上述したように、CAG-リピート関連疾患は、正常タンパク質産生と比較しての疾患タンパク質産生の選択的阻害に関して大きな障害を示す。本発明者らによって本明細書において提示されるデータに示されるように、一本鎖核酸アナログ(NAA)は、トリプレットリピートの数の差異を活用し得、HTTまたはアタキシン-3の発現の対立遺伝子選択的阻害を達成し得る。相補的標的配列がまた突然変異mRNAおよび野生型mRNAの両方に存在したとしても、選択性は達成される。HTTについて、標的は、CAGリピート内、またはリピートとHTT遺伝子の残りとの間の3’接合部に存在し得る。アタキシン-3について、リピート、3’接合部、および5’接合部は全て、有効な標的である。阻害はロバストであり、広範囲の種々のPNAおよびLNAによって達成され得る。阻害化合物の幅広さのために、増強された効力および選択性を有する改善された薬剤の設計が可能である。

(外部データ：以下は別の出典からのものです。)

#[cfg(test)]
mod tests {
    use super::*;
    use crate::{
        cache::TopicIndex,
        record::RecordStore,
        recent::RecentList,
        settings::Settings,
        spam::SpamFilter,
    };
    use async_trait::async_trait;
    use std::path::Path;
    use tempdir::TempDir;

    struct Harness {
        store: RecordStorePtr,
        index: TopicIndexPtr,
        recent: RecentListPtr,
        que: UpdateQuePtr,
    }

    async fn harness(base: &Path, spam_patterns: &[&str]) -> Harness {
        let settings = Arc::new(Settings { record_limit: 1024, ..Default::default() });
        let store = RecordStore::new(&base.join("store")).await.unwrap();
        let index = TopicIndex::new(&base.join("topics.txt")).unwrap();
        let recent = RecentList::new(&base.join("recent.txt"), settings.clone()).unwrap();
        let spam = Arc::new(SpamFilter::new(spam_patterns.iter().copied()).unwrap());
        let que =
            UpdateQue::new(settings, store.clone(), index.clone(), recent.clone(), spam);
        Harness { store, index, recent, que }
    }

    #[derive(Default)]
    struct CountingPeers {
        responses: HashMap<String, Result<Vec<String>>>,
        announced: Mutex<Vec<(RecordHead, Option<Url>)>>,
        dropped: Mutex<Vec<Url>>,
        good: Mutex<Vec<Url>>,
    }

    impl CountingPeers {
        fn respond(mut self, request: &str, lines: Vec<String>) -> Self {
            self.responses.insert(request.to_string(), Ok(lines));
            self
        }

        fn fail(mut self, request: &str) -> Self {
            self.responses
                .insert(request.to_string(), Err(Error::FetchFailed("down".to_string())));
            self
        }
    }

    #[async_trait]
    impl PeerSet for CountingPeers {
        async fn sample(&self, _exclude: &[Url], _n: usize) -> Vec<Url> {
            vec![]
        }

        async fn talk(&self, _peer: &Url, request: &str) -> Result<Vec<String>> {
            self.responses
                .get(request)
                .cloned()
                .unwrap_or_else(|| Err(Error::FetchFailed("unexpected request".to_string())))
        }

        async fn drop_peer(&self, peer: &Url) {
            self.dropped.lock().await.push(peer.clone());
        }

        async fn announce(&self, head: &RecordHead, exclude: Option<&Url>) {
            self.announced.lock().await.push((head.clone(), exclude.cloned()));
        }

        async fn mark_good(&self, peer: &Url) {
            self.good.lock().await.push(peer.clone());
        }

        async fn add_source(&self, _topic: &str, _peer: &Url) {}

        async fn persist(&self) -> Result<()> {
            Ok(())
        }
    }

    fn build(topic: &str, stamp: i64, body: &str) -> Record {
        Record::build(topic, stamp, vec![("body".to_string(), body.to_string())], None).unwrap()
    }

    fn peer() -> Url {
        Url::parse("tcp://peer.example:8000").unwrap()
    }

    #[test]
    fn duplicate_updates_announce_once() {
        smol::block_on(async {
            let tmp = TempDir::new("update").unwrap();
            let h = harness(tmp.path(), &[]).await;
            let peers = CountingPeers::default();

            // Unknown topic: broadcast-only path
            let head = build("thread_new", 100, "x").head;
            h.que.process(&head, None, &peers).await.unwrap();
            h.que.process(&head, None, &peers).await.unwrap();

            assert_eq!(peers.announced.lock().await.len(), 1);
        });
    }

    #[test]
    fn known_topic_without_source_announces_only() {
        smol::block_on(async {
            let tmp = TempDir::new("update").unwrap();
            let h = harness(tmp.path(), &[]).await;
            let peers = CountingPeers::default();

            h.index.subscribe("thread_a").await.unwrap();
            let head = build("thread_a", 100, "x").head;
            h.que.process(&head, None, &peers).await.unwrap();

            let announced = peers.announced.lock().await;
            assert_eq!(announced.len(), 1);
            assert_eq!(announced[0].1, None);
            // Nothing was fetched
            assert!(!h.store.exists(&head).await);
        });
    }

    #[test]
    fn empty_cache_catches_up_over_full_range() {
        smol::block_on(async {
            let tmp = TempDir::new("update").unwrap();
            let h = harness(tmp.path(), &[]).await;

            let older = build("thread_a", 100, "older");
            let target = build("thread_a", 200, "target");
            let peers = CountingPeers::default().respond(
                "/get/thread_a/-",
                vec![older.serialize(), target.serialize()],
            );

            h.index.subscribe("thread_a").await.unwrap();
            let src = peer();
            h.que.process(&target.head, Some(&src), &peers).await.unwrap();

            // Bulk catch-up stored both records
            assert!(h.store.has_live(&older.head).await);
            assert!(h.store.has_live(&target.head).await);

            // Re-announced excluding the source, marked good, indexed
            let announced = peers.announced.lock().await;
            assert_eq!(announced.len(), 1);
            assert_eq!(announced[0].1.as_ref(), Some(&src));
            assert_eq!(peers.good.lock().await.clone(), vec![src]);
            assert_eq!(h.recent.newest("thread_a").await, 200);
        });
    }

    #[test]
    fn populated_cache_fetches_single_record() {
        smol::block_on(async {
            let tmp = TempDir::new("update").unwrap();
            let h = harness(tmp.path(), &[]).await;

            // Seed the cache so the single-record path is taken
            let seeded = build("thread_a", 100, "seeded");
            h.store.save(&seeded).await.unwrap();
            h.index.subscribe("thread_a").await.unwrap();

            let target = build("thread_a", 200, "target");
            let request =
                format!("/get/thread_a/{}/{}", target.head.stamp, target.head.id);
            let peers = CountingPeers::default().respond(&request, vec![target.serialize()]);

            h.que.process(&target.head, Some(&peer()), &peers).await.unwrap();
            assert!(h.store.has_live(&target.head).await);
            assert_eq!(h.recent.newest("thread_a").await, 200);
        });
    }

    #[test]
    fn fetch_failure_propagates_and_drops_peer() {
        smol::block_on(async {
            let tmp = TempDir::new("update").unwrap();
            let h = harness(tmp.path(), &[]).await;

            h.index.subscribe("thread_a").await.unwrap();
            let target = build("thread_a", 200, "target");
            let peers = CountingPeers::default().fail("/get/thread_a/-");

            let src = peer();
            let res = h.que.process(&target.head, Some(&src), &peers).await;
            assert!(matches!(res, Err(Error::FetchFailed(_))));

            // Peer dropped, head left unindexed, nothing announced
            assert_eq!(peers.dropped.lock().await.clone(), vec![src]);
            assert_eq!(h.recent.newest("thread_a").await, 0);
            assert!(peers.announced.lock().await.is_empty());
        });
    }

    #[test]
    fn absent_target_after_range_fetch_is_a_failure() {
        smol::block_on(async {
            let tmp = TempDir::new("update").unwrap();
            let h = harness(tmp.path(), &[]).await;

            h.index.subscribe("thread_a").await.unwrap();
            let other = build("thread_a", 100, "other");
            let target = build("thread_a", 200, "target");
            let peers = CountingPeers::default()
                .respond("/get/thread_a/-", vec![other.serialize()]);

            let res = h.que.process(&target.head, Some(&peer()), &peers).await;
            assert!(matches!(res, Err(Error::FetchFailed(_))));

            // The response's other record was still admitted
            assert!(h.store.has_live(&other.head).await);
        });
    }

    #[test]
    fn spam_rejection_is_success_without_retention() {
        smol::block_on(async {
            let tmp = TempDir::new("update").unwrap();
            let h = harness(tmp.path(), &["buy now"]).await;

            h.index.subscribe("thread_a").await.unwrap();
            let spam = build("thread_a", 200, "buy now cheap");
            let peers = CountingPeers::default()
                .respond("/get/thread_a/-", vec![spam.serialize()]);

            h.que.process(&spam.head, Some(&peer()), &peers).await.unwrap();

            // Tombstoned: known but not retained, never re-announced
            assert!(!h.store.has_live(&spam.head).await);
            assert!(h.store.exists(&spam.head).await);
            assert!(peers.announced.lock().await.is_empty());
            assert_eq!(h.recent.newest("thread_a").await, 0);
        });
    }

    #[test]
    fn corrupt_single_fetch_is_a_failure() {
        smol::block_on(async {
            let tmp = TempDir::new("update").unwrap();
            let h = harness(tmp.path(), &[]).await;

            let seeded = build("thread_a", 100, "seeded");
            h.store.save(&seeded).await.unwrap();
            h.index.subscribe("thread_a").await.unwrap();

            let target = build("thread_a", 200, "target");
            let request =
                format!("/get/thread_a/{}/{}", target.head.stamp, target.head.id);
            // Peer substitutes a different body under the same stamp/id
            let forged = format!("{}<>{}<>body:forged", target.head.stamp, target.head.id);
            let peers = CountingPeers::default().respond(&request, vec![forged]);

            let res = h.que.process(&target.head, Some(&peer()), &peers).await;
            assert!(matches!(res, Err(Error::FetchFailed(_))));
            assert!(!h.store.exists(&target.head).await);
        });
    }
}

ポリグルタミン病には、翻訳されるCAGリピートの伸長によって引き起こされる遺伝性機能獲得型疾患である9つの神経変性障害が含まれる。病原タンパク質が広範囲に発現されるとしても、ニューロンの特定の集団が、各疾患においてより敏感である。ポリグルタミン疾患関連タンパク質の機能と遺伝子転写の調節とを関連付ける実質的証拠があり、ポリグルタミンタンパク質が転写に影響を与える様々な機構が提案されており、これらとしては、非常に特異的なDNA結合因子、例えば、AR(SBMA)、一般的なDNA結合タンパク質、例えば、TBP(SCA17)、Sp1、TFIIDおよびTFIIF(HD)、クロマチン構造(SCA7)、共調節因子(HD、SCA1、およびDRPLA)、ならびに恐らくユビキチン−プロテアソーム系(SCA3)の機能を変化させることが挙げられる。それらが神経機能に重要な他の生物学的プロセス、例えば、細胞内輸送(Gunawardena and Goldstein, 2005)およびミトコンドリア/エネルギー代謝(Browne and Beal, 2004)に影響を与えるという証拠も存在する。これらの障害の一部を以下においてより詳細に論じる。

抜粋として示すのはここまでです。